Read The Lottery and Other Stories Page 20


  “Oh, hello,” Mrs. Tylor said to the lady still standing on the sidewalk next to the little boy. “I heard Carol talking to someone….”

  “The children were making friends,” the lady said shyly.

  Mrs. Tylor came down the steps to stand near Carol at the fence. “Are you our new neighbor?”

  “If we ever get moved in,” the lady said. She laughed. “Moving day,” she said expressively.

  “I know. Our name’s Tylor,” Mrs. Tylor said. “This is Carol.”

  “Our name is Harris,” the lady said. “This is James Junior.”

  “Say hello to James,” Mrs. Tylor said.

  “And you say hello to Carol,” Mrs. Harris said.

  Carol shut her mouth obstinately and the little boy edged behind his mother. Both ladies laughed. “Children!” one of them said, and the other said, “Isn’t it the way!”

  Then Mrs. Tylor said, gesturing at the moving van and the two men moving in and out with chairs and tables and beds and lamps, “Heavens, isn’t it terrible?”

  Mrs. Harris sighed. “I think I’ll just go crazy.”

  “Is there anything we can do to help?” Mrs. Tylor asked. She smiled down at James. “Perhaps James would like to spend the afternoon with us?”

  “That would be a relief,” Mrs. Harris agreed. She twisted around to look at James behind her. “Would you like to play with Carol this afternoon, honey?” James shook his head mutely and Mrs. Tylor said to him brightly, “Carol’s two older sisters might, just might take her to the movies, James. You’d like that, wouldn’t you?”

  “I’m afraid not,” Mrs. Harris said flatly. “James does not go to movies.”

  “Oh, well, of course,” Mrs. Tylor said, “lots of mothers don’t, of course, but when a child has two older….”

  “It isn’t that,” Mrs.
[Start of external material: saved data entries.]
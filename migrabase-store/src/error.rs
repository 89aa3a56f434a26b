use migrabase_core::{CoreError, ValidationError};
use migrabase_filter::{FilterError, QueryError};
use thiserror::Error;

/// Store error type
#[derive(Debug, Error)]
pub enum StoreError {
    #[error("database error: {0}")]
    Sqlx(#[from] sqlx::Error),

    #[error(transparent)]
    Filter(#[from] FilterError),

    #[error("failed to build sql: {0}")]
    Query(#[from] QueryError),

    #[error("failed to encode payload: {0}")]
    Json(#[from] serde_json::Error),

    #[error(transparent)]
    Core(#[from] CoreError),

    #[error(transparent)]
    Validation(#[from] ValidationError),

    #[error("not found: {resource} '{id}'")]
    NotFound { resource: &'static str, id: String },

    #[error("found {count} {resource} rows, expect 1")]
    Conflict { resource: &'static str, count: usize },

    #[error("invalid argument: {0}")]
    InvalidArgument(String),

    #[error("failed to bind argument: {0}")]
    Bind(String),
}

impl StoreError {
    pub fn not_found(resource: &'static str, id: impl ToString) -> Self {
        Self::NotFound {
            resource,
            id: id.to_string(),
        }
    }

    pub fn invalid_argument(reason: impl Into<String>) -> Self {
        Self::InvalidArgument(reason.into())
    }

    /// Check if this is a "not found" error.
    pub fn is_not_found(&self) -> bool {
        matches!(self, Self::NotFound { .. })
    }

    /// Check if the database rejected the write with a unique violation.
    pub fn is_unique_violation(&self) -> bool {
        match self {
            Self::Sqlx(sqlx::Error::Database(err)) => err.is_unique_violation(),
            _ => false,
        }
    }
}

pub type Result<T> = std::result::Result<T, StoreError>;
//! Sheet repository
//!
//! Sheets hold SQL statements, addressed within a project by the SHA-256
//! of their content, so creating the same statement twice is a no-op.

use std::collections::HashMap;

use chrono::{DateTime, Utc};
use migrabase_filter::{args, qb, Query};
use sha2::{Digest, Sha256};
use sqlx::{FromRow, PgPool};

use crate::error::{Result, StoreError};
use crate::exec;

/// Bound values per inserted sheet row.
const SHEET_INSERT_ARGS: usize = 5;

#[derive(Debug, Clone, PartialEq)]
pub struct SheetMessage {
    pub id: i64,
    pub project_id: String,
    pub creator: String,
    pub title: String,
    pub sha256: String,
    /// Full statement, or its first characters when read with a cap
    pub statement: String,
    /// Byte length of the full statement
    pub size: i64,
    pub created_at: DateTime<Utc>,
}

#[derive(Debug, Clone)]
pub struct CreateSheetMessage {
    pub title: String,
    pub statement: String,
}

#[derive(FromRow)]
struct SheetRow {
    id: i64,
    creator: String,
    created_at: DateTime<Utc>,
    project: String,
    name: String,
    sha256: String,
    statement: String,
    size: i64,
}

impl From<SheetRow> for SheetMessage {
    fn from(row: SheetRow) -> Self {
        Self {
            id: row.id,
            project_id: row.project,
            creator: row.creator,
            title: row.name,
            sha256: row.sha256,
            statement: row.statement,
            size: row.size,
            created_at: row.created_at,
        }
    }
}

/// Hex-encoded SHA-256 of a statement.
pub fn sha256_hex(statement: &str) -> String {
    hex::encode(Sha256::digest(statement.as_bytes()))
}

/// Sheet repository
pub struct SheetRepo<'a> {
    pool: &'a PgPool,
}

impl<'a> SheetRepo<'a> {
    pub fn new(pool: &'a PgPool) -> Self {
        Self { pool }
    }

    /// Store statements, skipping ones the project already has. Returns one
    /// sheet per input, in input order.
    pub async fn create_sheets(
        &self,
        project_id: &str,
        creator: &str,
        creates: Vec<CreateSheetMessage>,
    ) -> Result<Vec<SheetMessage>> {
        if creates.is_empty() {
            return Ok(Vec::new());
        }

        let hashes: Vec<String> = creates.iter().map(|c| sha256_hex(&c.statement)).collect();
        let rows_per_statement = exec::rows_per_statement(SHEET_INSERT_ARGS);

        let mut tx = self.pool.begin().await?;
        let mut inserted = 0;
        for (chunk, chunk_hashes) in creates
            .chunks(rows_per_statement)
            .zip(hashes.chunks(rows_per_statement))
        {
            let query = insert_query(project_id, creator, chunk, chunk_hashes);
            let (sql, arguments) = exec::build(&query)?;
            inserted += sqlx::query_with(&sql, arguments)
                .execute(&mut *tx)
                .await?
                .rows_affected();
        }

        let query = select_query(
            qb::q(
                "sheet.project = ? AND sheet.sha256 = ANY(?)",
                args![project_id, hashes.clone()],
            ),
            None,
        );
        let (sql, arguments) = exec::build(&query)?;
        let rows: Vec<SheetRow> = sqlx::query_as_with(&sql, arguments)
            .fetch_all(&mut *tx)
            .await?;
        tx.commit().await?;
        tracing::info!(
            project = project_id,
            requested = creates.len(),
            inserted,
            "created sheets"
        );

        let by_hash: HashMap<String, SheetMessage> = rows
            .into_iter()
            .map(|row| (row.sha256.clone(), SheetMessage::from(row)))
            .collect();

        hashes
            .iter()
            .map(|sha256| {
                by_hash
                    .get(sha256)
                    .cloned()
                    .ok_or_else(|| StoreError::not_found("sheet", sha256))
            })
            .collect()
    }

    /// Sheet with its full statement.
    pub async fn get_sheet(&self, project_id: &str, sha256: &str) -> Result<Option<SheetMessage>> {
        self.get(project_id, sha256, None).await
    }

    /// Sheet with at most `max_chars` characters of its statement. `size`
    /// still reports the full statement.
    pub async fn get_sheet_truncated(
        &self,
        project_id: &str,
        sha256: &str,
        max_chars: i64,
    ) -> Result<Option<SheetMessage>> {
        if max_chars < 0 {
            return Err(StoreError::invalid_argument(format!(
                "statement size cap must not be negative, got {}",
                max_chars
            )));
        }
        self.get(project_id, sha256, Some(max_chars)).await
    }

    async fn get(
        &self,
        project_id: &str,
        sha256: &str,
        max_chars: Option<i64>,
    ) -> Result<Option<SheetMessage>> {
        let query = select_query(
            qb::q(
                "sheet.project = ? AND sheet.sha256 = ?",
                args![project_id, sha256],
            ),
            max_chars,
        );
        let (sql, arguments) = exec::build(&query)?;
        let rows: Vec<SheetRow> = sqlx::query_as_with(&sql, arguments)
            .fetch_all(self.pool)
            .await?;
        let rows = rows.into_iter().map(SheetMessage::from).collect();
        exec::at_most_one(rows, "sheet")
    }
}

/// Multi-row insert of `creates`, whose digests are `hashes`, skipping
/// statements the project already holds.
fn insert_query(
    project_id: &str,
    creator: &str,
    creates: &[CreateSheetMessage],
    hashes: &[String],
) -> Query {
    let mut values = Query::new();
    for (create, sha256) in creates.iter().zip(hashes) {
        values.comma(
            "(?, ?, ?, ?, ?)",
            args![creator, project_id, &create.title, sha256, &create.statement],
        );
    }
    qb::q(
        "INSERT INTO sheet (creator, project, name, sha256, statement) VALUES ? \
         ON CONFLICT (project, sha256) DO NOTHING",
        args![values],
    )
}

fn select_query(where_q: Query, max_chars: Option<i64>) -> Query {
    let statement = match max_chars {
        Some(cap) => qb::q("LEFT(sheet.statement, CAST(? AS INTEGER))", args![cap]),
        None => qb::q("sheet.statement", args![]),
    };
    qb::q(
        "SELECT sheet.id, sheet.creator, sheet.created_at, sheet.project, sheet.name, sheet.sha256, \
         ? AS statement, OCTET_LENGTH(sheet.statement)::BIGINT AS size \
         FROM sheet WHERE ?",
        args![statement, where_q],
    )
}

#[cfg(test)]
mod tests {
    use super::*;
    use migrabase_filter::Value;

    #[test]
    fn sha256_of_statement() {
        assert_eq!(
            sha256_hex("SELECT 1;"),
            "17db4fd369edb9244b9f91d9aeed145c3d04ad8ba6e95d06247f07a63527d11a"
        );
        assert_eq!(sha256_hex("").len(), 64);
    }

    #[test]
    fn large_batches_split_under_bind_limit() {
        let creates: Vec<CreateSheetMessage> = (0..14_000)
            .map(|i| CreateSheetMessage {
                title: format!("sheet {}", i),
                statement: format!("SELECT {};", i),
            })
            .collect();
        let hashes: Vec<String> = creates.iter().map(|c| sha256_hex(&c.statement)).collect();
        let rows_per_statement = exec::rows_per_statement(SHEET_INSERT_ARGS);

        let mut rendered_rows = 0;
        for (chunk, chunk_hashes) in creates
            .chunks(rows_per_statement)
            .zip(hashes.chunks(rows_per_statement))
        {
            let query = insert_query("p1", "dev@example.com", chunk, chunk_hashes);
            let (sql, values) = query.to_sql().unwrap();
            assert!(values.len() <= exec::MAX_BIND_PARAMETERS);
            assert_eq!(values.len(), chunk.len() * SHEET_INSERT_ARGS);
            assert!(sql.ends_with("ON CONFLICT (project, sha256) DO NOTHING"));
            assert_eq!(values[3], Value::Text(chunk_hashes[0].clone()));
            rendered_rows += chunk.len();
        }
        assert_eq!(rendered_rows, 14_000);

        let (_, values) = insert_query("p1", "dev@example.com", &creates, &hashes)
            .to_sql()
            .unwrap();
        assert!(values.len() > exec::MAX_BIND_PARAMETERS);
    }

    #[test]
    fn truncated_select_binds_cap_first() {
        let query = select_query(
            qb::q("sheet.project = ? AND sheet.sha256 = ?", args!["p1", "abc"]),
            Some(100),
        );
        let (sql, values) = query.to_sql().unwrap();
        assert!(sql.contains("LEFT(sheet.statement, CAST($1 AS INTEGER)) AS statement"));
        assert!(sql.ends_with("WHERE sheet.project = $2 AND sheet.sha256 = $3"));
        assert_eq!(values[0], Value::Int(100));
    }

    #[test]
    fn full_select_has_no_cap() {
        let query = select_query(qb::q("sheet.sha256 = ?", args!["abc"]), None);
        let (sql, values) = query.to_sql().unwrap();
        assert!(sql.contains("sheet.statement AS statement"));
        assert_eq!(values, vec![Value::Text("abc".into())]);
    }

    #[tokio::test]
    #[ignore = "requires database"]
    async fn create_is_idempotent() {
        let url = std::env::var("DATABASE_URL").expect("DATABASE_URL required");
        let pool = crate::pool::create_pool(&url).await.expect("pool");
        crate::migrations::run(&pool).await.expect("migrations");

        let repo = SheetRepo::new(&pool);
        let create = || CreateSheetMessage {
            title: "migration".into(),
            statement: "ALTER TABLE orders ADD COLUMN note TEXT;".into(),
        };
        let first = repo
            .create_sheets("default", "dev@example.com", vec![create()])
            .await
            .expect("first");
        let second = repo
            .create_sheets("default", "dev@example.com", vec![create(), create()])
            .await
            .expect("second");
        assert_eq!(second.len(), 2);
        assert_eq!(first[0].id, second[0].id);
        assert_eq!(second[0].id, second[1].id);

        let truncated = repo
            .get_sheet_truncated("default", &first[0].sha256, 5)
            .await
            .expect("get")
            .expect("exists");
        assert_eq!(truncated.statement, "ALTER");
        assert_eq!(truncated.size, 40);
    }
}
Harris said. “We do not go to movies, any of us.”

  Mrs. Tylor quickly registered the “any” as meaning there was probably a Mr. Harris somewhere around, and then her mind snapped back and she said blankly, “Don’t go to movies?”

  “Mr. Harris,” Mrs. Harris said carefully, “feels that movies are intellectually retarding. We do not go to movies.”

  “Naturally,” Mrs. Tylor said. “Well, I’m sure Carol wouldn’t mind staying home this afternoon. She’d love to play with James. Mr. Harris,” she added cautiously, “wouldn’t object to a sandbox?”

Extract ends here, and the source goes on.